Plus, if security is a priority, the IT security team will feel like a part of the company, not just an inconvenience standing in users’ way.
“Companies get the security teams they deserve,” said Cory Scott, chief information security officer at LinkedIn. “Are you the security troll in the back room or are you actually part of the business decisions and respected as a business-aligned person?”
Brian Roddyengineering executive, Cisco
When IT security professionals feel that the company values them, they are more likely to stick around as well. With the shortage of qualified security pros, retaining talent is key.
Keeping users involved in the security process helps, too. Instead of locking down a user’s PC when a user accesses a suspicious file, for example, IT can send him a message checking if he performed a certain action. If the user says he accessed the file, then IT knows someone is not impersonating the user. If he did not, then IT knows there is an intruder and it must act.
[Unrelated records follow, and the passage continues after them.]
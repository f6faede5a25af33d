//! Reaction-driven purchases.
//!
//! A valid reaction marks the player as an active buyer, asks for a quantity and
//! waits for an integer reply. Funds are checked and withdrawn, then the character
//! sheet is loaded, credited and saved while holding the player's purchase lock. If
//! the sheet cannot be loaded or saved after the withdrawal, the money is paid back.
//! The player leaves the active-buyer set on every path.

use uuid::Uuid;

use crate::cart::errors::{CartError, LedgerError};
use crate::cart::events::CartEvent;
use crate::cart::ledger::display_currency;
use crate::cart::listing::{
    insufficient_funds, purchase_announcement, purchase_not_recorded, quantity_prompt, WASTING_TIME,
};
use crate::cart::service::CartService;
use crate::cart::session::IgnoreReason;
use crate::cart::stock::Offer;
use crate::cart::surface::ReplyFilter;
use crate::cart::types::{reaction_index, ChannelId, GuildId, MessageRef, Reaction, Reply, UserId};
use crate::logutil::escape_log;

#[derive(Debug, Clone, PartialEq, Eq)]
pub enum PurchaseOutcome {
    /// The reaction did not start a purchase.
    Ignored(IgnoreReason),
    /// No integer reply arrived in time.
    TimedOut,
    /// The player asked for less than one.
    Rejected,
    InsufficientFunds { needed: u64 },
    Purchased { quantity: u64, total: u64 },
    /// Funds were taken but the character sheet could not be updated.
    Failed { refunded: bool },
}

/// The integer a reply asks for, if it is one.
pub fn parse_quantity(content: &str) -> Option<i64> {
    content.trim().parse::<i64>().ok()
}

pub fn mention(user: UserId) -> String {
    format!("<@{}>", user)
}

impl CartService {
    /// Route a reaction to a purchase. Reactions that are not number controls, are on
    /// another message or come from a player already buying are ignored.
    pub async fn handle_reaction(&self, reaction: &Reaction) -> Result<PurchaseOutcome, CartError> {
        let Some(index) = reaction_index(&reaction.emoji) else {
            return Ok(PurchaseOutcome::Ignored(IgnoreReason::UnknownReaction));
        };
        if let Err(reason) = self
            .state
            .check_reaction(reaction.guild, reaction.user, reaction.message)
            .await
        {
            log::trace!(
                "reaction from {} in guild {} ignored: {:?}",
                reaction.user,
                reaction.guild,
                reason
            );
            return Ok(PurchaseOutcome::Ignored(reason));
        }
        self.purchase(reaction.guild, Some(reaction.message), index, reaction.user)
            .await
    }

    /// Buy stock line `index` of the guild's current cart for `user`.
    pub async fn attempt_purchase(
        &self,
        guild: GuildId,
        index: usize,
        user: UserId,
    ) -> Result<PurchaseOutcome, CartError> {
        self.purchase(guild, None, index, user).await
    }

    async fn purchase(
        &self,
        guild: GuildId,
        message: Option<MessageRef>,
        index: usize,
        user: UserId,
    ) -> Result<PurchaseOutcome, CartError> {
        let slot = match self.state.register_buyer(guild, message, user, index).await {
            Ok(slot) => slot,
            Err(reason) => return Ok(PurchaseOutcome::Ignored(reason)),
        };
        let purchase_id = Uuid::new_v4();
        log::debug!(
            "purchase {} started: {} wants {} in guild {}",
            purchase_id,
            user,
            slot.offer.display_name,
            guild
        );
        let result = self
            .run_purchase(purchase_id, guild, slot.channel, user, &slot.offer)
            .await;
        self.state.unregister_buyer(guild, slot.cart, user).await;
        match &result {
            Ok(outcome) => log::debug!("purchase {} finished: {:?}", purchase_id, outcome),
            Err(e) => log::warn!("purchase {} aborted: {}", purchase_id, e),
        }
        result
    }

    async fn run_purchase(
        &self,
        purchase_id: Uuid,
        guild: GuildId,
        channel: ChannelId,
        user: UserId,
        offer: &Offer,
    ) -> Result<PurchaseOutcome, CartError> {
        let currency = display_currency(&self.ledger.currency_name(guild).await);
        let who = mention(user);
        let prompt = self
            .surface
            .send(channel, &quantity_prompt(&who, offer))
            .await?;

        let filter: ReplyFilter = Box::new(move |r: &Reply| {
            r.author == user && r.message.channel == channel && parse_quantity(&r.content).is_some()
        });
        let Some(reply) = self
            .surface
            .await_message(filter, self.config.cart.reply_timeout())
            .await
        else {
            log::info!("purchase {}: {} never named a quantity", purchase_id, user);
            return Ok(PurchaseOutcome::TimedOut);
        };
        log::debug!(
            "purchase {}: {} replied '{}'",
            purchase_id,
            user,
            escape_log(&reply.content)
        );

        let requested = parse_quantity(&reply.content).unwrap_or(0);
        if requested < 1 {
            self.tidy(&prompt, &reply).await;
            self.surface.send(channel, WASTING_TIME).await?;
            return Ok(PurchaseOutcome::Rejected);
        }
        let quantity = requested as u64;

        let Some(total) = offer.price.checked_mul(quantity) else {
            self.tidy(&prompt, &reply).await;
            self.surface
                .send(channel, &insufficient_funds(&who, &currency))
                .await?;
            return Ok(PurchaseOutcome::InsufficientFunds { needed: u64::MAX });
        };

        if !self.ledger.can_spend(user, total).await? {
            self.tidy(&prompt, &reply).await;
            self.surface
                .send(channel, &insufficient_funds(&who, &currency))
                .await?;
            return Ok(PurchaseOutcome::InsufficientFunds { needed: total });
        }
        match self.ledger.withdraw(user, total).await {
            Ok(balance) => log::debug!("purchase {}: withdrew {}, {} left", purchase_id, total, balance),
            Err(LedgerError::InsufficientFunds { needed, .. }) => {
                log::info!("purchase {}: balance moved under {}", purchase_id, needed);
                self.tidy(&prompt, &reply).await;
                self.notify(channel, &insufficient_funds(&who, &currency)).await;
                return Ok(PurchaseOutcome::InsufficientFunds { needed });
            }
            Err(e) => return Err(e.into()),
        }

        let committed = {
            let lock = self.state.user_lock(user).await;
            let _guard = lock.lock().await;
            match self.characters.load(user).await {
                Ok(mut sheet) => {
                    sheet.apply_purchase(offer, quantity);
                    self.characters.save(&sheet).await
                }
                Err(e) => Err(e),
            }
        };

        if let Err(e) = committed {
            log::error!(
                "purchase {}: character sheet for {} not updated: {}",
                purchase_id,
                user,
                e
            );
            let refunded = match self.ledger.deposit(user, total).await {
                Ok(_) => true,
                Err(refund_err) => {
                    log::error!(
                        "purchase {}: refund of {} to {} failed: {}",
                        purchase_id,
                        total,
                        user,
                        refund_err
                    );
                    false
                }
            };
            self.tidy(&prompt, &reply).await;
            self.notify(channel, &purchase_not_recorded(&who, refunded)).await;
            return Ok(PurchaseOutcome::Failed { refunded });
        }

        // The sheet is saved; from here on the purchase stands whatever the surface does.
        self.tidy(&prompt, &reply).await;
        self.notify(
            channel,
            &purchase_announcement(&who, quantity, offer, total, &currency),
        )
        .await;
        self.events
            .publish(CartEvent::Purchased {
                guild,
                user,
                item: offer.display_name.clone(),
                quantity,
                total,
            })
            .await;
        log::info!(
            "purchase {}: {} bought {} x {} for {}",
            purchase_id,
            user,
            quantity,
            offer.display_name,
            total
        );
        Ok(PurchaseOutcome::Purchased { quantity, total })
    }

    /// Post a message whose loss must not undo the purchase outcome.
    async fn notify(&self, channel: ChannelId, text: &str) {
        if let Err(e) = self.surface.send(channel, text).await {
            log::warn!("could not post to channel {}: {}", channel, e);
        }
    }

    /// Remove the quantity prompt and the player's reply.
    async fn tidy(&self, prompt: &MessageRef, reply: &Reply) {
        for message in [prompt, &reply.message] {
            if let Err(e) = self.surface.delete(message).await {
                log::debug!("could not delete message {}: {}", message.id, e);
            }
        }
    }
}

#[cfg(test)]
mod tests {
    use super::*;

    #[test]
    fn quantity_accepts_signed_integers_only() {
        assert_eq!(parse_quantity(" 3 "), Some(3));
        assert_eq!(parse_quantity("0"), Some(0));
        assert_eq!(parse_quantity("-2"), Some(-2));
        assert_eq!(parse_quantity("three"), None);
        assert_eq!(parse_quantity("2.5"), None);
    }
}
To keep end-user security top of mind, it’s important to make things such as changing passwords easy for users. IT can make security easier for developers as well by setting up security frameworks that they can apply to applications they’re building.
It’s also advisable to take a blameless approach when possible.
“Finger-pointing is a complete impediment to learning,” said Brian Roddy, an engineering executive who oversees the cloud security business at Cisco, in a session. “The faster we can be learning, the better we can respond and the more competitive we can be.”
Don’t make it easy for attackers
Once the end-user security culture is in place, IT should take steps to shore up the simple things.
Unpatched software is one of the easiest ways for attackers to enter a company’s network, said Colin Black, COO at CrowdStrike, a cybersecurity technology company based in Sunnyvale, Calif.
IT can also make it harder for hackers by adding extra security layers such as two-factor authentication.